What You Need to Know About Lent
Why is the season called Lent?
Lent is the Old English word for spring. In almost all other languages, Lent’s name is a derivative of the Latin term quadragesima or “the forty days.”
Is there a biblical basis for abstaining from meat as a sign of repentance?
Yes. The book of Daniel states, “In the third year of Cyrus king of Persia . . . ‘I, Daniel, mourned for three weeks. I ate no choice food; no meat or wine touched my lips; and I used no lotions at all until the three weeks were over’” (Dan. 10:1-3).
In addition to Ash Wednesday, are any other days during Lent days of fast or abstinence?
Yes. All Fridays during Lent are days of abstinence. Also, Good Friday, the day on which Christ was crucified, is day of both fast and abstinence.
All days in Lent are appropriate for fasting or abstaining, but canon law does not require it. Such fasting or abstinence is voluntary.
Why are Fridays during Lent days of abstinence?
Because Jesus died for our sins on Friday, making it an especially appropriate day of mourning our sins by denying ourselves something we enjoy. (By the same token, Sunday—the day on which he rose for our salvation—is an especially appropriate day to rejoice.)
Are acts of repentance appropriate on other days during Lent?
Yes. The Code of Canon Law states, “All Fridays through the year and the time of Lent are penitential days and time throughout the universal Church” (CIC 1250).

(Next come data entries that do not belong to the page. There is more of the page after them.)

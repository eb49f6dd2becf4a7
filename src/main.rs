use anyhow::Result;
use bankwarden::banks::RelayTable;
use bankwarden::config::Config;
use bankwarden::hardware::Hardware;
use bankwarden::logging::{get_logger, init_logging};
use bankwarden::notify::LogSink;
use bankwarden::supervisor::Supervisor;
use bankwarden::temperature::TemperatureSource;
use bankwarden::watchdog::{DeviceWatchdog, run_watchdog};
use std::sync::Arc;
use tokio::sync::watch;
use tracing::{error, info};

/// Real bus, GPIO and temperature gateway
#[cfg(feature = "hardware")]
fn open_backends(
    config: &Config,
    _relays: &RelayTable,
) -> Result<(Hardware, Arc<dyn TemperatureSource>)> {
    use bankwarden::hardware::rpi::{RpiBus, RpiPins};
    use bankwarden::temperature::TemperatureLink;

    let bus = RpiBus::open(&config.bus)?;
    let pins = RpiPins::open(&config.gpio)?;
    let link = TemperatureLink::new(&config.temperature);
    Ok((
        Hardware::new(Box::new(bus), Box::new(pins)),
        Arc::new(link),
    ))
}

/// Simulated pack and probes for hosts without the hardware feature
#[cfg(not(feature = "hardware"))]
fn open_backends(
    config: &Config,
    relays: &RelayTable,
) -> Result<(Hardware, Arc<dyn TemperatureSource>)> {
    use bankwarden::hardware::sim::{SimulatedPack, SimulatedTemperatures};

    info!("Built without the hardware feature; running against the simulated rig");
    let voltages = (0..config.banks.count)
        .map(|i| 3.6 + 0.08 * i as f64)
        .collect();
    let pack = SimulatedPack::new(config, relays, voltages);
    let temps = SimulatedTemperatures::new(vec![25.0; usize::from(config.temperature.num_channels)]);
    Ok((
        Hardware::new(Box::new(pack.bus()), Box::new(pack.pins())),
        Arc::new(temps),
    ))
}

#[tokio::main]
async fn main() -> Result<()> {
    let config = Config::load().map_err(|e| anyhow::anyhow!("Failed to load config: {}", e))?;
    config
        .validate()
        .map_err(|e| anyhow::anyhow!("Invalid configuration: {}", e))?;
    init_logging(&config.logging).map_err(|e| anyhow::anyhow!("Logging init: {}", e))?;

    info!(
        "Bankwarden {} starting up ({} banks, {} channels)",
        env!("APP_VERSION"),
        config.banks.count,
        config.temperature.num_channels
    );

    let relays = RelayTable::from_config(&config.banks)?;
    let (hardware, temperatures) = open_backends(&config, &relays)?;
    let (shutdown_tx, shutdown_rx) = watch::channel(false);

    let (mut supervisor, handle) = Supervisor::new(
        config.clone(),
        hardware,
        relays,
        temperatures,
        Arc::new(LogSink::default()),
        shutdown_rx.clone(),
    )?;

    #[cfg(feature = "web")]
    let web_task = if config.web.enabled {
        let state = bankwarden::web::AppState::new(handle.clone(), config.clone());
        let host = config.web.host.clone();
        let port = config.web.port;
        Some(tokio::spawn(async move {
            if let Err(e) = bankwarden::web::serve(state, &host, port).await {
                error!("Web server error: {}", e);
            }
        }))
    } else {
        None
    };

    let watchdog_task = if config.watchdog.enabled {
        match DeviceWatchdog::open(&config.watchdog.device) {
            Ok(dog) => {
                let wd_config = config.watchdog.clone();
                let snapshots = handle.subscribe();
                let stop = shutdown_rx.clone();
                Some(tokio::spawn(async move {
                    run_watchdog(Box::new(dog), &wd_config, snapshots, stop).await;
                }))
            }
            Err(e) => {
                error!(
                    "Failed to open watchdog device {}: {}",
                    config.watchdog.device, e
                );
                None
            }
        }
    } else {
        None
    };

    tokio::spawn(async move {
        if tokio::signal::ctrl_c().await.is_ok() {
            get_logger("main").info("Shutdown signal received");
            let _ = shutdown_tx.send(true);
        }
    });

    let result = supervisor.run().await;

    if let Some(task) = watchdog_task {
        let _ = task.await;
    }
    #[cfg(feature = "web")]
    if let Some(task) = web_task {
        task.abort();
    }

    match result {
        Ok(()) => {
            info!("Supervisor shutdown complete");
            Ok(())
        }
        Err(e) => {
            error!("Supervisor failed with error: {}", e);
            Err(anyhow::anyhow!("Supervisor error: {}", e))
        }
    }
}
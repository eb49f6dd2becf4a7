use super::Supervisor;
use super::types::{BalanceRequestOutcome, StatusSnapshot, SupervisorCommand, SystemStatus};
use std::sync::Arc;
use tokio::sync::{mpsc, watch};

/// Cloneable handle given to external components
///
/// Reads the latest snapshot and forwards balance requests to the control
/// loop; it never touches the working state.
#[derive(Debug, Clone)]
pub struct SupervisorHandle {
    snapshot_rx: watch::Receiver<Arc<StatusSnapshot>>,
    commands_tx: mpsc::UnboundedSender<SupervisorCommand>,
    balance_threshold: f64,
}

impl SupervisorHandle {
    pub(crate) const fn new(
        snapshot_rx: watch::Receiver<Arc<StatusSnapshot>>,
        commands_tx: mpsc::UnboundedSender<SupervisorCommand>,
        balance_threshold: f64,
    ) -> Self {
        Self {
            snapshot_rx,
            commands_tx,
            balance_threshold,
        }
    }

    pub fn snapshot(&self) -> Arc<StatusSnapshot> {
        self.snapshot_rx.borrow().clone()
    }

    pub fn subscribe(&self) -> watch::Receiver<Arc<StatusSnapshot>> {
        self.snapshot_rx.clone()
    }

    /// Check a manual request against the latest snapshot and queue it
    pub fn request_balance(&self) -> BalanceRequestOutcome {
        let outcome = evaluate_request(&self.snapshot(), self.balance_threshold);
        if !outcome.accepted {
            return outcome;
        }
        match self.commands_tx.send(SupervisorCommand::RequestBalance) {
            Ok(()) => outcome,
            Err(_) => BalanceRequestOutcome::rejected("Supervisor is not running"),
        }
    }
}

/// Request admission against a snapshot
pub fn evaluate_request(snapshot: &StatusSnapshot, threshold: f64) -> BalanceRequestOutcome {
    if snapshot.balancing {
        return BalanceRequestOutcome::rejected("Balancing already in progress");
    }
    if !matches!(
        snapshot.system_status,
        SystemStatus::Running | SystemStatus::Alert
    ) {
        return BalanceRequestOutcome::rejected(format!(
            "Supervisor is {}",
            snapshot.system_status
        ));
    }
    if !snapshot.alerts.is_empty() {
        return BalanceRequestOutcome::rejected(format!(
            "{} alert(s) active",
            snapshot.alerts.len()
        ));
    }
    let mut values = Vec::with_capacity(snapshot.voltages.len());
    for (i, v) in snapshot.voltages.iter().enumerate() {
        match v {
            Some(v) => values.push(*v),
            None => return BalanceRequestOutcome::rejected(format!("Bank {} has no reading", i + 1)),
        }
    }
    let max = values.iter().copied().fold(f64::NEG_INFINITY, f64::max);
    let min = values.iter().copied().fold(f64::INFINITY, f64::min);
    if values.len() < 2 || max - min <= threshold {
        return BalanceRequestOutcome::rejected("Voltage spread below threshold");
    }
    BalanceRequestOutcome::accepted()
}

impl Supervisor {
    pub(crate) fn handle_command(&mut self, cmd: SupervisorCommand) {
        match cmd {
            SupervisorCommand::RequestBalance => {
                self.logger.info("Manual balance request queued for next cycle");
                self.manual_requested = true;
            }
        }
    }

    /// Apply every queued command without waiting
    pub(crate) fn drain_commands(&mut self) {
        while let Ok(cmd) = self.commands_rx.try_recv() {
            self.handle_command(cmd);
        }
    }
}

#[cfg(test)]
mod tests {
    use super::*;
    use crate::alerts::{Alert, AlertKind};

    fn running(voltages: Vec<Option<f64>>) -> StatusSnapshot {
        StatusSnapshot {
            system_status: SystemStatus::Running,
            voltages,
            ..StatusSnapshot::initial()
        }
    }

    #[test]
    fn accepts_wide_spread() {
        let s = running(vec![Some(20.0), Some(19.8), Some(20.5)]);
        assert_eq!(evaluate_request(&s, 0.1), BalanceRequestOutcome::accepted());
    }

    #[test]
    fn rejections() {
        let narrow = running(vec![Some(20.0), Some(20.05)]);
        assert_eq!(
            evaluate_request(&narrow, 0.1).reason.as_deref(),
            Some("Voltage spread below threshold")
        );

        let mut busy = running(vec![Some(20.0), Some(19.0)]);
        busy.balancing = true;
        assert!(!evaluate_request(&busy, 0.1).accepted);

        let mut alerting = running(vec![Some(20.0), Some(19.0)]);
        alerting.alerts = vec![Alert::bank(1, AlertKind::HighVoltage, "x")];
        assert_eq!(
            evaluate_request(&alerting, 0.1).reason.as_deref(),
            Some("1 alert(s) active")
        );

        let starting = StatusSnapshot::initial();
        assert!(!evaluate_request(&starting, 0.1).accepted);

        let missing = running(vec![Some(20.0), None]);
        assert!(!evaluate_request(&missing, 0.1).accepted);
    }

    #[tokio::test]
    async fn handle_queues_accepted_requests_only() {
        let (snap_tx, snap_rx) = watch::channel(Arc::new(running(vec![Some(20.0), Some(19.0)])));
        let (tx, mut rx) = mpsc::unbounded_channel();
        let handle = SupervisorHandle::new(snap_rx, tx, 0.1);

        assert!(handle.request_balance().accepted);
        assert_eq!(rx.try_recv().ok(), Some(SupervisorCommand::RequestBalance));

        snap_tx.send_replace(Arc::new(running(vec![Some(20.0), Some(20.0)])));
        assert!(!handle.request_balance().accepted);
        assert!(rx.try_recv().is_err());

        drop(rx);
        snap_tx.send_replace(Arc::new(running(vec![Some(20.0), Some(19.0)])));
        assert_eq!(
            handle.request_balance(),
            BalanceRequestOutcome::rejected("Supervisor is not running")
        );
    }
}
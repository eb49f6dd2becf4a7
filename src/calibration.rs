//! Startup temperature calibration
//!
//! The pack is assumed thermally uniform at startup. The first full set of
//! valid readings (or a persisted set) fixes a reference median and one
//! offset per channel; once locked the state never changes for the life of
//! the process.

use crate::logging::{StructuredLogger, get_logger};
use crate::persistence::{OffsetStore, PersistedOffsets};
use serde::Serialize;

/// Reference median and per-channel offsets
#[derive(Debug, Clone, Default, PartialEq, Serialize)]
pub struct CalibrationState {
    pub locked: bool,
    pub reference_median: f64,
    pub offsets: Vec<f64>,
}

impl CalibrationState {
    /// Calibrated temperature per channel; `None` for invalid readings
    pub fn calibrate(&self, raw: &[f64], valid_min: f64) -> Vec<Option<f64>> {
        raw.iter()
            .enumerate()
            .map(|(i, &r)| {
                if r <= valid_min {
                    None
                } else if self.locked {
                    Some(r + self.offsets.get(i).copied().unwrap_or(0.0))
                } else {
                    Some(r)
                }
            })
            .collect()
    }

    fn lock_with(&mut self, persisted: PersistedOffsets) {
        self.reference_median = persisted.reference_median;
        self.offsets = persisted.offsets;
        self.locked = true;
    }
}

/// Median of a set; mean of the two middle values for even counts
pub fn median(values: &[f64]) -> Option<f64> {
    if values.is_empty() {
        return None;
    }
    let mut sorted = values.to_vec();
    sorted.sort_by(f64::total_cmp);
    let mid = sorted.len() / 2;
    if sorted.len() % 2 == 0 {
        Some((sorted[mid - 1] + sorted[mid]) / 2.0)
    } else {
        Some(sorted[mid])
    }
}

/// Locks calibration and keeps the offsets file in sync
pub struct CalibrationEngine {
    store: OffsetStore,
    channel_count: usize,
    logger: StructuredLogger,
}

impl CalibrationEngine {
    pub fn new(store: OffsetStore, channel_count: usize) -> Self {
        Self {
            store,
            channel_count,
            logger: get_logger("calibration"),
        }
    }

    /// Lock from the offsets file alone; returns whether the state is locked
    pub fn restore(&self, state: &mut CalibrationState) -> bool {
        if state.locked {
            return true;
        }
        if let Some(persisted) = self.store.load(self.channel_count) {
            state.lock_with(persisted);
            self.logger.info("Calibration restored from offsets file");
        }
        state.locked
    }

    /// Lock from a reading set if every channel is valid
    ///
    /// Persisted offsets with a matching channel count take precedence over
    /// freshly computed ones. Returns `true` only when this call locked the
    /// state; an already locked state is left untouched.
    pub fn observe(&self, state: &mut CalibrationState, raw: &[f64], valid_min: f64) -> bool {
        if state.locked {
            return false;
        }
        if raw.len() != self.channel_count || raw.iter().any(|&r| r <= valid_min) {
            self.logger.debug("Calibration deferred: not every channel is valid");
            return false;
        }

        if let Some(persisted) = self.store.load(self.channel_count) {
            state.lock_with(persisted);
            self.logger.info("Calibration locked from persisted offsets");
            return true;
        }

        let Some(reference_median) = median(raw) else {
            return false;
        };
        let persisted = PersistedOffsets {
            reference_median,
            offsets: raw.iter().map(|r| reference_median - r).collect(),
        };
        if let Err(e) = self.store.save(&persisted) {
            self.logger.error(&format!(
                "Failed to persist offsets to {}: {}",
                self.store.path().display(),
                e
            ));
        }
        state.lock_with(persisted);
        self.logger.info(&format!(
            "Calibration locked: reference median {:.2} over {} channels",
            reference_median, self.channel_count
        ));
        true
    }
}

#[cfg(test)]
mod tests {
    use super::*;

    fn engine(dir: &tempfile::TempDir, channels: usize) -> CalibrationEngine {
        CalibrationEngine::new(OffsetStore::new(dir.path().join("offsets.txt")), channels)
    }

    #[test]
    fn test_median() {
        assert_eq!(median(&[]), None);
        assert_eq!(median(&[3.0, 1.0, 2.0]), Some(2.0));
        assert_eq!(median(&[4.0, 1.0, 3.0, 2.0]), Some(2.5));
    }

    #[test]
    fn reference_is_median_of_valid_readings() {
        let dir = tempfile::tempdir().unwrap();
        let eng = engine(&dir, 4);
        let mut state = CalibrationState::default();
        assert!(eng.observe(&mut state, &[25.0, 26.0, 24.0, 27.0], 0.0));
        assert!(state.locked);
        assert_eq!(state.reference_median, 25.5);
        assert_eq!(state.offsets, vec![0.5, -0.5, 1.5, -1.5]);
        let cal = state.calibrate(&[25.0, 26.0, 24.0, 27.0], 0.0);
        assert!(cal.iter().all(|c| *c == Some(25.5)));
    }

    #[test]
    fn lock_is_idempotent() {
        let dir = tempfile::tempdir().unwrap();
        let eng = engine(&dir, 3);
        let mut state = CalibrationState::default();
        eng.observe(&mut state, &[20.0, 21.0, 22.0], 0.0);
        let locked = state.clone();
        for readings in [[30.0, 31.0, 29.0], [10.0, 10.0, 10.0], [21.0, 20.0, 22.0]] {
            assert!(!eng.observe(&mut state, &readings, 0.0));
            assert_eq!(state, locked);
        }
    }

    #[test]
    fn invalid_channel_keeps_unlocked() {
        let dir = tempfile::tempdir().unwrap();
        let eng = engine(&dir, 3);
        let mut state = CalibrationState::default();
        assert!(!eng.observe(&mut state, &[20.0, 0.0, 22.0], 0.0));
        assert!(!state.locked);
        assert_eq!(
            state.calibrate(&[20.0, 0.0, 22.0], 0.0),
            vec![Some(20.0), None, Some(22.0)]
        );
        assert!(!dir.path().join("offsets.txt").exists());
    }

    #[test]
    fn persisted_offsets_take_precedence() {
        let dir = tempfile::tempdir().unwrap();
        std::fs::write(dir.path().join("offsets.txt"), "30\n1\n2\n3\n").unwrap();
        let eng = engine(&dir, 3);
        let mut state = CalibrationState::default();
        assert!(eng.observe(&mut state, &[20.0, 21.0, 22.0], 0.0));
        assert_eq!(state.reference_median, 30.0);
        assert_eq!(state.offsets, vec![1.0, 2.0, 3.0]);

        let mut restored = CalibrationState::default();
        assert!(eng.restore(&mut restored));
        assert_eq!(restored, state);
    }

    #[test]
    fn mismatched_file_is_recomputed() {
        let dir = tempfile::tempdir().unwrap();
        std::fs::write(dir.path().join("offsets.txt"), "30\n1\n2\n").unwrap();
        let eng = engine(&dir, 3);
        let mut state = CalibrationState::default();
        assert!(!eng.restore(&mut state));
        assert!(eng.observe(&mut state, &[20.0, 21.0, 22.0], 0.0));
        assert_eq!(state.reference_median, 21.0);
        let text = std::fs::read_to_string(dir.path().join("offsets.txt")).unwrap();
        assert_eq!(text.lines().count(), 4);
    }
}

Why are acts of repentance appropriate at this time of year?
Because it is the time leading up to the commemoration of our Lord’s death for our sins and the commemoration of his resurrection for our salvation. It is thus especially appropriate to mourn the sins for which he died. Humans have an innate psychological need to mourn tragedies, and our sins are tragedies of the greatest sort.
What are appropriate activities for ordinary days during Lent?
Giving up something we enjoy, engaging in physical or spiritual acts of mercy for others, prayer, fasting, abstinence, going to confession, and other acts expressing repentance in general.
Is the custom of giving up something for Lent mandatory?
No. However, it is a salutary custom, and parents or guardians may choose to require it, since the spiritual training of their children is their prime responsibility.
Why is giving up something for Lent such a salutary custom?
By denying ourselves something we enjoy, we discipline our wills so that we are not slaves to our pleasures. Just as over-indulging in the pleasure of eating leads to physical flabbiness, over-indulging in pleasure in general leads to spiritual flabbiness. When the demands of morality require us to refuse something pleasurable (such as sex outside marriage) or endure hardship (such as being scorned for the faith), spiritual flabbiness may well make us fail.